Potential Challenges of Nigeria’s 2025 New Tax Reform

  • Double taxation risk: Informal workers already pay daily levies and union dues (₦500–₦2,000 daily). PIT does not account for these local payments, which may lead to overlapping taxation.
  • Registration issues: Informal workers may face challenges registering businesses due to digital illiteracy, costs, or using relatives’ bank accounts.
  • Income misidentification: With BVN-linked accounts, taxes could be assessed incorrectly if funds are deposited through third parties.

The government highlights that informal workers who register businesses may qualify for the 0% tax rate, but practical challenges remain due to the informal nature of most small businesses.

What Nigeria’s 2025 Tax Reform Means for Stock Investors

If you’ve been wondering how all this affects the stock market, here’s the lowdown. The new tax reform doesn’t just touch salaries, it now links capital gains to personal income tax rates. That means profits from selling stocks, crypto, or other investments are considered part of your total income. For individuals, this is huge: your gains aren’t taxed in isolation anymore, so your overall earnings determine the rate you pay.

Here’s the practical side:

  • Lower-income investors get a break. If your total income, including gains from stocks, stays below ₦800,000 per year, you pay no tax. That’s a real incentive for first-time investors or those with modest portfolios.
  • Timing is everything. For higher earners, deciding when to sell shares matters more than ever. Spreading sales across tax years or using collective investment vehicles can help manage taxes.
  • Institutions face higher rates. Corporate and large investors now pay up to 30% on capital gains, encouraging longer-term holding and more strategic portfolio planning.
  • Broader scope of taxable assets. Stocks, crypto, and even certain foreign investments are now clearly taxed, removing uncertainty but requiring careful record-keeping.
  • Collective schemes shine. ETFs, mutual funds, and pooled investment vehicles let investors defer or optimise taxes, making it easier for smaller investors to access the market without worrying about each taxable event.

Conclusion

The Nigeria’s new 2025 Tax Reform Bill represents a major restructuring of Nigeria’s tax system. It modernizes the country’s tax system by expanding personal income tax to include informal sector workers and revising tax brackets and deductions to reduce the burden on lower- and middle-income earners.
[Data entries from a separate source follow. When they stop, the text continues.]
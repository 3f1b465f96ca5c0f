//! PolicyService port - キャッシュされた結果に対するルール評価

use async_trait::async_trait;

use crate::domain::{AlertBody, CacheEntry, CapabilityError};

/// PolicyService はキャッシュ 1 件を 0 件以上の Alert 候補に変換
///
/// 空の Vec は「どのルールも発火しなかった」を意味する（失敗ではない）。
#[async_trait]
pub trait PolicyService: Send + Sync {
    /// エントリを評価して AlertBody を返す
    async fn evaluate(&self, entry: &CacheEntry) -> Result<Vec<AlertBody>, CapabilityError>;
}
This will help in adjusting business and VAT rules to support small companies and essential goods and linking NIN, BVN, and TIN to improve tax administration, while also presenting potential challenges such as double taxation for informal workers and registration barriers for small businesses.

Also, the new system makes stock investing more strategic and deliberate. Small investors can build portfolios with more confidence, while higher-income and institutional players need to plan carefully to maximise returns and minimise tax. Every buy, every sell, every dividend now has a tax dimension, which means thoughtful investing is more important than ever.